• _ASSIGNED TASK_: Reproduce each line of the entries that carries "Debug".

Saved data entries
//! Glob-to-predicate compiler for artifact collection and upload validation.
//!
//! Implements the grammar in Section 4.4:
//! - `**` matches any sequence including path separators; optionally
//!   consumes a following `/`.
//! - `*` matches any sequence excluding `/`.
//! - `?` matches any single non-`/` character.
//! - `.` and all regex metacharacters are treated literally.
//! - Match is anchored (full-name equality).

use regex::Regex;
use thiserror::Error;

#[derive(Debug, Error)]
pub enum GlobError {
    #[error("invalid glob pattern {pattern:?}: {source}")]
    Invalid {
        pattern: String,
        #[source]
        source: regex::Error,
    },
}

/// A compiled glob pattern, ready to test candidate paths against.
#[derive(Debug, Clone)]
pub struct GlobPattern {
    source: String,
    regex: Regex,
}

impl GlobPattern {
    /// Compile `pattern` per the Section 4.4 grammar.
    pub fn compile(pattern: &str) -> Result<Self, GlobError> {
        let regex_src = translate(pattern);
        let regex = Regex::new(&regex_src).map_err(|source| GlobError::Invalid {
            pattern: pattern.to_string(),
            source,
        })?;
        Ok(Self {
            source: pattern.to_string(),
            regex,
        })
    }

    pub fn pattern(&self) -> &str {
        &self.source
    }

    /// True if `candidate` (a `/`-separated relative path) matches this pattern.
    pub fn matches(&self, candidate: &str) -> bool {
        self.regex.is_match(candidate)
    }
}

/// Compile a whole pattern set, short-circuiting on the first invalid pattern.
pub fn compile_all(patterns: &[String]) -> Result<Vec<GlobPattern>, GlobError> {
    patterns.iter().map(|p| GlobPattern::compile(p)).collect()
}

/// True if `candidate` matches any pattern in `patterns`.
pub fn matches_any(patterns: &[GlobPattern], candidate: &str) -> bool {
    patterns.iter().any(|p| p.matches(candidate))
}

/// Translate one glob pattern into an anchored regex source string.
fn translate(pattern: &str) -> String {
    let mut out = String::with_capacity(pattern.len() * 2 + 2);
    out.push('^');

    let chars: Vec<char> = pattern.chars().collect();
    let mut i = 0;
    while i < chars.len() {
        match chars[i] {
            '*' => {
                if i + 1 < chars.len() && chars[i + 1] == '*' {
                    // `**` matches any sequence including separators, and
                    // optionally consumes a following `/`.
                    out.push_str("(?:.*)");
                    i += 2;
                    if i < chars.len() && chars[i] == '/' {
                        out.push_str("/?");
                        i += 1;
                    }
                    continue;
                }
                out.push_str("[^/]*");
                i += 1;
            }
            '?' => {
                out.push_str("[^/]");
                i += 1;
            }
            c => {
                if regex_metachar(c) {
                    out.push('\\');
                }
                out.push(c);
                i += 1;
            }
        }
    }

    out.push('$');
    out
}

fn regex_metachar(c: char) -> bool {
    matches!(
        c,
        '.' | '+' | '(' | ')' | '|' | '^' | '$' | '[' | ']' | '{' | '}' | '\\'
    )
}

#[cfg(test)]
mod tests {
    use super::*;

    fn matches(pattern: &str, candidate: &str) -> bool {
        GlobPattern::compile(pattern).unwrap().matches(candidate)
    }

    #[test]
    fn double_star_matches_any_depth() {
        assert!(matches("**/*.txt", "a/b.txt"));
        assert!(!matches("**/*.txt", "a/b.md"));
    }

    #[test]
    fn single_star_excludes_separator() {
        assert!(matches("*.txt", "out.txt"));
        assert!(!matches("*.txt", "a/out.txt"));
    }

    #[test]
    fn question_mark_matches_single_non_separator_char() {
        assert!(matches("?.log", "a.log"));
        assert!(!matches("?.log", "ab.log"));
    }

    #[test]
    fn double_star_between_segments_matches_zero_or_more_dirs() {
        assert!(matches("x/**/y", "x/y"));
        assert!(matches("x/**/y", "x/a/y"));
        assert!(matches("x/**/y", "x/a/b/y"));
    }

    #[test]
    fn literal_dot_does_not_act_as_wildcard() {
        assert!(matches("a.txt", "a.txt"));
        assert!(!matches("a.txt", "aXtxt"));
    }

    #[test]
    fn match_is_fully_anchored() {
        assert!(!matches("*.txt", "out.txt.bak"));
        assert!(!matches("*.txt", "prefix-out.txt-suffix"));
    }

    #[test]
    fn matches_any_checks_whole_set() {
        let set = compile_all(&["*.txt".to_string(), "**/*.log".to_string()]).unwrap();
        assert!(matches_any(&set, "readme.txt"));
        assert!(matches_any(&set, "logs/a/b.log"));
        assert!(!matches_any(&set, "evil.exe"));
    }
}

• _EXERCISE ANSWER_:
#[derive(Debug, Error)]
#[derive(Debug, Clone)]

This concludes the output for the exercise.